Previous studies suggested that central nervous system injury is often accompanied by the activation of Toll‐like receptor 4/NF‐κB pathway, which leads to the upregulation of proapoptotic gene expression, causes mitochondrial oxidative stress, and further aggravates the inflammatory response to induce cell apoptosis. Subsequent studies have shown that NF‐κB and IκBα can directly act on mitochondria. Therefore, elucidation of the specific mechanisms of NF‐κB and IκBα in mitochondria may help to discover new therapeutic targets for central nervous system injury. Recent studies have suggested that NF‐κB (especially RelA) in mitochondria can inhibit mitochondrial respiration or DNA expression, leading to mitochondrial dysfunction. IκBα silencing will cause reactive oxygen species storm and initiate the mitochondrial apoptosis pathway. Other research results suggest that RelA can regulate mitochondrial respiration and energy metabolism balance by interacting with p53 and STAT3, thus initiating the mitochondrial protection mechanism.

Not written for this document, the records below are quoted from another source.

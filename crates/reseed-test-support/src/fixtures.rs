//! Descriptor builders and on-disk fixtures.

use std::fs;
use std::io;
use std::path::{Path, PathBuf};

use reseed_core::{FileEntry, InfoHash, TorrentDescriptor};

/// Info hash used by the fixture descriptors.
pub const SAMPLE_INFO_HASH: &str = "0123456789abcdef0123456789abcdef01234567";

/// Bytes written by [`write_torrent_file`]; only their identity matters.
pub const SAMPLE_TORRENT_BYTES: &[u8] = b"d4:infod4:name4:demoee";

/// Parsed form of [`SAMPLE_INFO_HASH`].
#[must_use]
pub fn sample_info_hash() -> InfoHash {
    InfoHash::parse(SAMPLE_INFO_HASH).unwrap_or_else(|err| panic!("fixture hash: {err}"))
}

/// Descriptor for a single-file torrent.
#[must_use]
pub fn single_file(name: &str) -> TorrentDescriptor {
    TorrentDescriptor {
        info_hash: sample_info_hash(),
        name: name.to_string(),
        files: None,
    }
}

/// Descriptor for a multi-file torrent; each entry is a `/`-separated path.
#[must_use]
pub fn multi_file(name: &str, entries: &[&str]) -> TorrentDescriptor {
    TorrentDescriptor {
        info_hash: sample_info_hash(),
        name: name.to_string(),
        files: Some(
            entries
                .iter()
                .map(|entry| FileEntry::new(entry.split('/')))
                .collect(),
        ),
    }
}

/// Write [`SAMPLE_TORRENT_BYTES`] to `dir/name` and return the path.
///
/// # Errors
///
/// Propagates IO failures from writing the file.
pub fn write_torrent_file(dir: &Path, name: &str) -> io::Result<PathBuf> {
    let path = dir.join(name);
    fs::write(&path, SAMPLE_TORRENT_BYTES)?;
    Ok(path)
}

/// Write a POSIX shell script to `dir/name` for use as a fake helper
/// program. Run it through `sh` rather than executing it directly.
///
/// # Errors
///
/// Propagates IO failures from writing the file.
pub fn write_shell_script(dir: &Path, name: &str, body: &str) -> io::Result<PathBuf> {
    let path = dir.join(name);
    fs::write(&path, format!("#!/bin/sh\n{body}\n"))?;
    Ok(path)
}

IκBα can also inhibit apoptosis in mitochondria by interacting with VDAC1 and other molecules. Regulating the biological role of NF‐κB signaling pathway in mitochondria by targeting key proteins such as p53, STAT3, and VDAC1 may help maintain the balance of mitochondrial respiration and energy metabolism, thereby protecting nerve cells and reducing inflammatory storms and death caused by ischemia and hypoxia. Significance statement Central nervous system diseases (including Alzheimer's disease, Parkinson's disease, etc.) are often accompanied by neuroinflammation, ischemia, and hypoxia, which lead to abnormal apoptosis of nerve cells, but the molecular mechanism is unclear. Previous studies have suggested that the activation of Toll‐like receptor 4/NF‐κB pathway in the cytoplasm triggers mitochondrial oxidative stress and induces apoptosis. In recent years, it has been widely reported that the biological effects of NF‐κB and IκBα in mitochondria are closely related to diseases. The review summarized and revealed that NF‐κB and IκBα regulate key protein signaling pathways such as p53, STAT3, and VDAC1 in mitochondria, and maintain the balance of respiration and energy metabolism in mitochondria. This will provide a basis for the study of the molecular mechanism of central nervous system diseases.